Saved entries:
################

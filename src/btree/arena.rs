//! Owning store for every page of a tree, addressed by [`PageId`].
//!
//! Ids are `slot index + 1` so that `0` stays free as the "no page" marker in
//! page headers. Released ids are recycled lowest-first, so a tree that is
//! cleared and refilled reuses the same slots instead of growing the arena.

use std::cmp::Reverse;
use std::collections::BinaryHeap;

use super::page::Page;
use crate::types::{PageId, PagetreeError, Result};

/// Arena of fixed-size pages.
#[derive(Default)]
pub struct PageArena {
    pages: Vec<Option<Page>>,
    free: BinaryHeap<Reverse<u64>>,
    limit: Option<usize>,
}

impl PageArena {
    /// Creates an arena that refuses to hold more than `limit` live pages.
    pub fn with_limit(limit: Option<usize>) -> Self {
        Self {
            pages: Vec::new(),
            free: BinaryHeap::new(),
            limit,
        }
    }

    /// Number of live pages.
    pub fn live_pages(&self) -> usize {
        self.pages.len() - self.free.len()
    }

    /// Fails with `OutOfPages` unless `count` more pages can be allocated.
    pub fn ensure_available(&self, count: usize) -> Result<()> {
        match self.limit {
            Some(limit) if self.live_pages() + count > limit => Err(PagetreeError::OutOfPages { limit }),
            _ => Ok(()),
        }
    }

    /// Allocates and initialises a page.
    pub fn allocate(&mut self, is_leaf: bool, is_root: bool) -> Result<PageId> {
        self.ensure_available(1)?;
        let mut page = Page::alloc();
        page.init(is_leaf, is_root);
        if let Some(Reverse(raw)) = self.free.pop() {
            let slot = self.slot_index(PageId(raw))?;
            self.pages[slot] = Some(page);
            return Ok(PageId(raw));
        }
        self.pages.push(Some(page));
        Ok(PageId(self.pages.len() as u64))
    }

    /// Returns `id` to the arena. The page must no longer be referenced.
    pub fn release(&mut self, id: PageId) -> Result<()> {
        let slot = self.slot_index(id)?;
        if self.pages[slot].take().is_none() {
            return Err(PagetreeError::Invalid("page released twice"));
        }
        self.free.push(Reverse(id.0));
        Ok(())
    }

    /// Shared access to a live page.
    pub fn get(&self, id: PageId) -> Result<&Page> {
        let slot = self.slot_index(id)?;
        self.pages[slot]
            .as_ref()
            .ok_or(PagetreeError::Corruption("dangling page reference"))
    }

    /// Exclusive access to a live page.
    pub fn get_mut(&mut self, id: PageId) -> Result<&mut Page> {
        let slot = self.slot_index(id)?;
        self.pages[slot]
            .as_mut()
            .ok_or(PagetreeError::Corruption("dangling page reference"))
    }

    /// Exclusive access to two distinct pages at once.
    pub fn pair_mut(&mut self, a: PageId, b: PageId) -> Result<(&mut Page, &mut Page)> {
        if a == b {
            return Err(PagetreeError::Invalid("pair_mut requires distinct pages"));
        }
        let ia = self.slot_index(a)?;
        let ib = self.slot_index(b)?;
        let (first, second) = if ia < ib {
            let (lo, hi) = self.pages.split_at_mut(ib);
            (&mut lo[ia], &mut hi[0])
        } else {
            let (lo, hi) = self.pages.split_at_mut(ia);
            (&mut hi[0], &mut lo[ib])
        };
        match (first.as_mut(), second.as_mut()) {
            (Some(pa), Some(pb)) => Ok((pa, pb)),
            _ => Err(PagetreeError::Corruption("dangling page reference")),
        }
    }

    fn slot_index(&self, id: PageId) -> Result<usize> {
        if id.0 == 0 || id.0 as usize > self.pages.len() {
            return Err(PagetreeError::Corruption("page id outside arena"));
        }
        Ok(id.0 as usize - 1)
    }
}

################

Task statement:
Every line in the data above that contains "PageArena" needs to be copied.

Answer:
pub struct PageArena {
impl PageArena {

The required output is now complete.